--- Stored data ---
-=-=-
use std::collections::HashMap;
use std::fs;
use std::path::{Path, PathBuf};

use anyhow::{Context, Result, bail};
use csv::ReaderBuilder;
use nalgebra::{Matrix3, Matrix3x4, Matrix4};
use serde::Deserialize;
use tracing::warn;

use crate::config::DatasetConfig;
use crate::geometry::{LidarProjection, Roi};
use crate::tracking::frame::{LidarPoint, Region, RegionProposer};

/// Fixed calibration of one camera/lidar rig.
#[derive(Debug, Clone, PartialEq)]
pub struct KittiCalibration {
    /// Rectified projection of camera 0 (3x4).
    pub p_rect_00: Matrix3x4<f64>,
    /// Rectifying rotation of camera 0.
    pub r_rect_00: Matrix3<f64>,
    /// Velodyne to camera 0 rigid transform.
    pub rt: Matrix4<f64>,
}

impl KittiCalibration {
    /// Load from the KITTI raw `calib_cam_to_cam.txt` / `calib_velo_to_cam.txt` pair.
    pub fn load<P: AsRef<Path>>(cam_to_cam: P, velo_to_cam: P) -> Result<Self> {
        let cam_to_cam = cam_to_cam.as_ref();
        let velo_to_cam = velo_to_cam.as_ref();
        let cam = fs::read_to_string(cam_to_cam)
            .with_context(|| format!("Failed to open {}", cam_to_cam.display()))?;
        let velo = fs::read_to_string(velo_to_cam)
            .with_context(|| format!("Failed to open {}", velo_to_cam.display()))?;
        Self::parse(&cam, &velo)
    }

    pub fn parse(cam_to_cam: &str, velo_to_cam: &str) -> Result<Self> {
        let cam = parse_calib_entries(cam_to_cam);
        let velo = parse_calib_entries(velo_to_cam);

        let p_rect_00 = Matrix3x4::from_row_slice(entry(&cam, "P_rect_00", 12)?);
        let r_rect_00 = Matrix3::from_row_slice(entry(&cam, "R_rect_00", 9)?);

        let r = Matrix3::from_row_slice(entry(&velo, "R", 9)?);
        let t = entry(&velo, "T", 3)?;
        let mut rt = Matrix4::identity();
        rt.fixed_view_mut::<3, 3>(0, 0).copy_from(&r);
        rt[(0, 3)] = t[0];
        rt[(1, 3)] = t[1];
        rt[(2, 3)] = t[2];

        Ok(Self {
            p_rect_00,
            r_rect_00,
            rt,
        })
    }

    pub fn projection(&self) -> LidarProjection {
        LidarProjection::new(self.p_rect_00, self.r_rect_00, self.rt)
    }
}

/// Parse `KEY: v0 v1 ...` lines. Lines whose values are not all numeric
/// (e.g. `calib_time: 09-Jan-2012 13:57:47`) are skipped.
fn parse_calib_entries(text: &str) -> HashMap<String, Vec<f64>> {
    let mut entries = HashMap::new();
    for line in text.lines() {
        let Some((key, values)) = line.split_once(':') else {
            continue;
        };
        let parsed: Result<Vec<f64>, _> = values.split_whitespace().map(str::parse).collect();
        if let Ok(values) = parsed {
            entries.insert(key.trim().to_string(), values);
        }
    }
    entries
}

fn entry<'a>(entries: &'a HashMap<String, Vec<f64>>, key: &str, len: usize) -> Result<&'a [f64]> {
    let Some(values) = entries.get(key) else {
        bail!("Calibration entry {} not found", key);
    };
    if values.len() != len {
        bail!(
            "Expected {} elements for {}, got {}",
            len,
            key,
            values.len()
        );
    }
    Ok(values)
}

/// Read a velodyne scan: consecutive little-endian `f32` quadruples `(x, y, z, r)`.
pub fn load_lidar_points<P: AsRef<Path>>(path: P) -> Result<Vec<LidarPoint>> {
    let path = path.as_ref();
    let bytes = fs::read(path).with_context(|| format!("Failed to read {}", path.display()))?;
    if bytes.len() % 16 != 0 {
        bail!(
            "{} is not a sequence of (x, y, z, r) f32 records ({} bytes)",
            path.display(),
            bytes.len()
        );
    }

    let points = bytes
        .chunks_exact(16)
        .map(|rec| {
            let f = |i: usize| {
                f32::from_le_bytes([rec[i], rec[i + 1], rec[i + 2], rec[i + 3]]) as f64
            };
            LidarPoint::new(f(0), f(4), f(8), f(12))
        })
        .collect();
    Ok(points)
}

/// One row of a per-frame detections file.
#[derive(Debug, Deserialize)]
struct DetectionRecord {
    id: i32,
    x: f64,
    y: f64,
    width: f64,
    height: f64,
    class_id: i32,
    confidence: f64,
}

/// Read region proposals from a CSV file with header
/// `id,x,y,width,height,class_id,confidence`.
pub fn load_detections<P: AsRef<Path>>(path: P) -> Result<Vec<Region>> {
    let path = path.as_ref();
    let mut rdr = ReaderBuilder::new()
        .has_headers(true)
        .comment(Some(b'#'))
        .trim(csv::Trim::All)
        .from_path(path)
        .with_context(|| format!("Failed to open {}", path.display()))?;

    let mut regions: Vec<Region> = Vec::new();
    for rec in rdr.deserialize() {
        let rec: DetectionRecord =
            rec.with_context(|| format!("Malformed detection in {}", path.display()))?;
        if regions.iter().any(|r| r.id.0 == rec.id) {
            bail!("Duplicate region id {} in {}", rec.id, path.display());
        }
        regions.push(
            Region::new(rec.id, Roi::new(rec.x, rec.y, rec.width, rec.height))
                .with_class(rec.class_id, rec.confidence),
        );
    }
    Ok(regions)
}

/// KITTI raw sequence with offline detections.
#[derive(Debug)]
pub struct KittiDataset {
    config: DatasetConfig,
    pub calibration: KittiCalibration,
}

impl KittiDataset {
    pub fn new(config: &DatasetConfig) -> Result<Self> {
        let calibration = KittiCalibration::load(
            config.root.join(&config.cam_to_cam),
            config.root.join(&config.velo_to_cam),
        )?;
        Ok(Self {
            config: config.clone(),
            calibration,
        })
    }

    /// Frame indices to process, honouring `frame_step`.
    pub fn frame_indices(&self) -> Vec<usize> {
        (self.config.first_frame..=self.config.last_frame)
            .step_by(self.config.frame_step)
            .collect()
    }

    fn file_name(&self, idx: usize, extension: &str) -> String {
        format!("{:0width$}.{}", idx, extension, width = self.config.index_width)
    }

    pub fn image_path(&self, idx: usize) -> PathBuf {
        self.config
            .root
            .join(&self.config.image_dir)
            .join(self.file_name(idx, &self.config.image_extension))
    }

    pub fn lidar_path(&self, idx: usize) -> PathBuf {
        self.config
            .root
            .join(&self.config.lidar_dir)
            .join(self.file_name(idx, "bin"))
    }

    pub fn detections_path(&self, idx: usize) -> PathBuf {
        self.config
            .root
            .join(&self.config.detections_dir)
            .join(self.file_name(idx, "csv"))
    }

    pub fn lidar_points(&self, idx: usize) -> Result<Vec<LidarPoint>> {
        load_lidar_points(self.lidar_path(idx))
    }

    /// Region proposals of a frame. A missing file means no detections.
    pub fn regions(&self, idx: usize) -> Result<Vec<Region>> {
        let path = self.detections_path(idx);
        if !path.exists() {
            warn!("No detections for frame {} ({})", idx, path.display());
            return Ok(Vec::new());
        }
        load_detections(path)
    }
}

impl RegionProposer for KittiDataset {
    fn propose(&mut self, frame_index: usize) -> Result<Vec<Region>> {
        self.regions(frame_index)
    }
}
-=-=-
--- Your assignment ---
Every line from the data above that contains "proposals" must appear in the answer.

--- Written answer ---
/// Read region proposals from a CSV file with header
    /// Region proposals of a frame. A missing file means no detections.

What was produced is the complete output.